### Dataset records
::::

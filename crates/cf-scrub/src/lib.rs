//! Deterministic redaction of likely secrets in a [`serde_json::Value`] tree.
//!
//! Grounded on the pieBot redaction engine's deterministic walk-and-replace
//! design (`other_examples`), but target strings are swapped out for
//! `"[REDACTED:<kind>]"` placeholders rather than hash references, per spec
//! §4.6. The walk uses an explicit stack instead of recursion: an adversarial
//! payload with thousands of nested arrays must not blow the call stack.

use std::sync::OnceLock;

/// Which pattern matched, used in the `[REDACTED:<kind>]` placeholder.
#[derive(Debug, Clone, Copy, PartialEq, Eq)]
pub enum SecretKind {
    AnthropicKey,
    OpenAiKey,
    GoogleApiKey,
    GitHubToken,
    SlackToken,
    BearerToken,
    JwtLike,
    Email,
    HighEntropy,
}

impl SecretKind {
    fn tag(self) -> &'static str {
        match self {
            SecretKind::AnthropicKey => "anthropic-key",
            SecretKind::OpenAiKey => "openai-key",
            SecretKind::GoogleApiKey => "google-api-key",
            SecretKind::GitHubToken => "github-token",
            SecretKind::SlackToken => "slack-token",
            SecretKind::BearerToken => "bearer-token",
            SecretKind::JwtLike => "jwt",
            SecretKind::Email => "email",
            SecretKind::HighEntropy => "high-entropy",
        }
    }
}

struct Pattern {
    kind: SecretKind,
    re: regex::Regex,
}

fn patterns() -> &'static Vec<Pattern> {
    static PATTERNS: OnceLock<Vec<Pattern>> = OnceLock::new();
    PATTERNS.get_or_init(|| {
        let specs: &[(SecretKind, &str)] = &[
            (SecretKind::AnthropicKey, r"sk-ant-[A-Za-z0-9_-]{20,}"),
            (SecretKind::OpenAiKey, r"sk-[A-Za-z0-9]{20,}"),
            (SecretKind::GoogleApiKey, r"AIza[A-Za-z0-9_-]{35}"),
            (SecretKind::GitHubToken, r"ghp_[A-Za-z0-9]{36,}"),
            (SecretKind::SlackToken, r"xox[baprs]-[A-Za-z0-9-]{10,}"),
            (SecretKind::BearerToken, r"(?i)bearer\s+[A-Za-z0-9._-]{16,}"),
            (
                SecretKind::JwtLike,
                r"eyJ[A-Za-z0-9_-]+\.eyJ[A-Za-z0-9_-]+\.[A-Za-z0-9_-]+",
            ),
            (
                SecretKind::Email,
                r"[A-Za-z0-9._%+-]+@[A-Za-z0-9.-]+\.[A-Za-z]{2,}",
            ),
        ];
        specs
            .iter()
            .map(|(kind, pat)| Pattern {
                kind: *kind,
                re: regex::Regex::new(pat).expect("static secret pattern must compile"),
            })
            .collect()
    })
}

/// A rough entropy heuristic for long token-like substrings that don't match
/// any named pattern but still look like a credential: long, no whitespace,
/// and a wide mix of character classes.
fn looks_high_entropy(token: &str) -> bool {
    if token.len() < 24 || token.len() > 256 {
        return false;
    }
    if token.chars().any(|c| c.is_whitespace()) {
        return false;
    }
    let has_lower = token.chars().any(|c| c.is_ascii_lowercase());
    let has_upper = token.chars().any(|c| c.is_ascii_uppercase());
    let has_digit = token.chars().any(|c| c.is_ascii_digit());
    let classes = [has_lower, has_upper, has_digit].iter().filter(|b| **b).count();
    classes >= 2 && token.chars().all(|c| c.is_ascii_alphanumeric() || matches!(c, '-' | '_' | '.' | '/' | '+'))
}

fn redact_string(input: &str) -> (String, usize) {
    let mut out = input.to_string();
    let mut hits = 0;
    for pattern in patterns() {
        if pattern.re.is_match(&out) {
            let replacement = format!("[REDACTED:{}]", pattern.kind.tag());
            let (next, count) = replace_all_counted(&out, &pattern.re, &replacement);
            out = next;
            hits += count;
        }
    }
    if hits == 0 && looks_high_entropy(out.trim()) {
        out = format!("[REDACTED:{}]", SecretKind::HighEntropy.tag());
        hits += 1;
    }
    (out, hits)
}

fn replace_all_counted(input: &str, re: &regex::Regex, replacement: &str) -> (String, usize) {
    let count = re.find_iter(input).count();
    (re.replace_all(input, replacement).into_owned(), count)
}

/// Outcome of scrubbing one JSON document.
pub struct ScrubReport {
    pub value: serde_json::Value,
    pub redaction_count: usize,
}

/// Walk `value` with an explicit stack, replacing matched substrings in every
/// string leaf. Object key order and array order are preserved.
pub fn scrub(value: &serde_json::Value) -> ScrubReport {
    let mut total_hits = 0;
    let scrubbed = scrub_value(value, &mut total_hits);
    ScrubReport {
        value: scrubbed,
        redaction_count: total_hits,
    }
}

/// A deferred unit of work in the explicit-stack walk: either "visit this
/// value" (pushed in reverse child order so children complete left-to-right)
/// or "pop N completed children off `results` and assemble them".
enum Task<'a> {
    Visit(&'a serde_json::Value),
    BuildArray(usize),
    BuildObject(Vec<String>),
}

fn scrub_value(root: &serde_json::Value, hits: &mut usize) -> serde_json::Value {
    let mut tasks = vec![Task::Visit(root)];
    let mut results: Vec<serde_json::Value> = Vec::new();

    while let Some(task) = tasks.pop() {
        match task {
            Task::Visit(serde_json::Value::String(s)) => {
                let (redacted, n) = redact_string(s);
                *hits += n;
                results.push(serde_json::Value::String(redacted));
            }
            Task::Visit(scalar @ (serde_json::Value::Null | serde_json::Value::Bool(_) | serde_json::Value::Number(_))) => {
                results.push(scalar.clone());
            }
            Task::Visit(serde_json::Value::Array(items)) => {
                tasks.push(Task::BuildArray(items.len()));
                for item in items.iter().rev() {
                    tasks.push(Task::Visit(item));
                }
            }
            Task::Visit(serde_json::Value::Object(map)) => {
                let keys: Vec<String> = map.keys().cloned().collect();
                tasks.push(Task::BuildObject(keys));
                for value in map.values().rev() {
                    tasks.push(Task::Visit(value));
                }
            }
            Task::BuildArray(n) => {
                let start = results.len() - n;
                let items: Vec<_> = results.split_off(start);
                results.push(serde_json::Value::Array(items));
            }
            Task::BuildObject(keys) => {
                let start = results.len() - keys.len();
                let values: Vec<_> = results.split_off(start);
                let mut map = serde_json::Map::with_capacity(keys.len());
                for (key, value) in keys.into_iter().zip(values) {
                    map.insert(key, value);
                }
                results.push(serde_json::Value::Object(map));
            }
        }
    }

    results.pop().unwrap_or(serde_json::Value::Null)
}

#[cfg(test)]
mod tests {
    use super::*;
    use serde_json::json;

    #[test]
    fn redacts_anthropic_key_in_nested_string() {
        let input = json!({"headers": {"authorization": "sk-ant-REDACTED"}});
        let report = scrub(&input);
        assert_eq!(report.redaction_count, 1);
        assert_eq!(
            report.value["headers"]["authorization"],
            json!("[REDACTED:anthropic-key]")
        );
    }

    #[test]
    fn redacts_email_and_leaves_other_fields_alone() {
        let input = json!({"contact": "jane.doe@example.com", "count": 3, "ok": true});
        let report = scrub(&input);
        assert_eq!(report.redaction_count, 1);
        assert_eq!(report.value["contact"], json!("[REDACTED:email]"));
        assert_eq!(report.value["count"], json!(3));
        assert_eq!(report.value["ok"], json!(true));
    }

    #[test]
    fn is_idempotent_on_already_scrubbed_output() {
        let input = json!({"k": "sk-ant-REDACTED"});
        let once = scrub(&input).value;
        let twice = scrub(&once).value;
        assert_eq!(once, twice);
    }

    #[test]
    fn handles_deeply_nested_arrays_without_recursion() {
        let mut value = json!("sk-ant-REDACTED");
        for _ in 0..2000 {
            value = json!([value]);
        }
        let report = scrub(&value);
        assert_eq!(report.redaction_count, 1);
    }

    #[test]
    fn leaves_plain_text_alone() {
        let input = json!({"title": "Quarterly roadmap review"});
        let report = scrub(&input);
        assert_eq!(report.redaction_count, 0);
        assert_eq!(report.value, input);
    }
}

::::

From the listing above, repeat exactly the lines starting at the line that includes "let has_lower = token.chars().any(|c|" and ending at the line that includes "N completed children", with nothing outside that span.

### Expected answer
    let has_lower = token.chars().any(|c| c.is_ascii_lowercase());
    let has_upper = token.chars().any(|c| c.is_ascii_uppercase());
    let has_digit = token.chars().any(|c| c.is_ascii_digit());
    let classes = [has_lower, has_upper, has_digit].iter().filter(|b| **b).count();
    classes >= 2 && token.chars().all(|c| c.is_ascii_alphanumeric() || matches!(c, '-' | '_' | '.' | '/' | '+'))
}

fn redact_string(input: &str) -> (String, usize) {
    let mut out = input.to_string();
    let mut hits = 0;
    for pattern in patterns() {
        if pattern.re.is_match(&out) {
            let replacement = format!("[REDACTED:{}]", pattern.kind.tag());
            let (next, count) = replace_all_counted(&out, &pattern.re, &replacement);
            out = next;
            hits += count;
        }
    }
    if hits == 0 && looks_high_entropy(out.trim()) {
        out = format!("[REDACTED:{}]", SecretKind::HighEntropy.tag());
        hits += 1;
    }
    (out, hits)
}

fn replace_all_counted(input: &str, re: &regex::Regex, replacement: &str) -> (String, usize) {
    let count = re.find_iter(input).count();
    (re.replace_all(input, replacement).into_owned(), count)
}

/// Outcome of scrubbing one JSON document.
pub struct ScrubReport {
    pub value: serde_json::Value,
    pub redaction_count: usize,
}

/// Walk `value` with an explicit stack, replacing matched substrings in every
/// string leaf. Object key order and array order are preserved.
pub fn scrub(value: &serde_json::Value) -> ScrubReport {
    let mut total_hits = 0;
    let scrubbed = scrub_value(value, &mut total_hits);
    ScrubReport {
        value: scrubbed,
        redaction_count: total_hits,
    }
}

/// A deferred unit of work in the explicit-stack walk: either "visit this
/// value" (pushed in reverse child order so children complete left-to-right)
/// or "pop N completed children off `results` and assemble them".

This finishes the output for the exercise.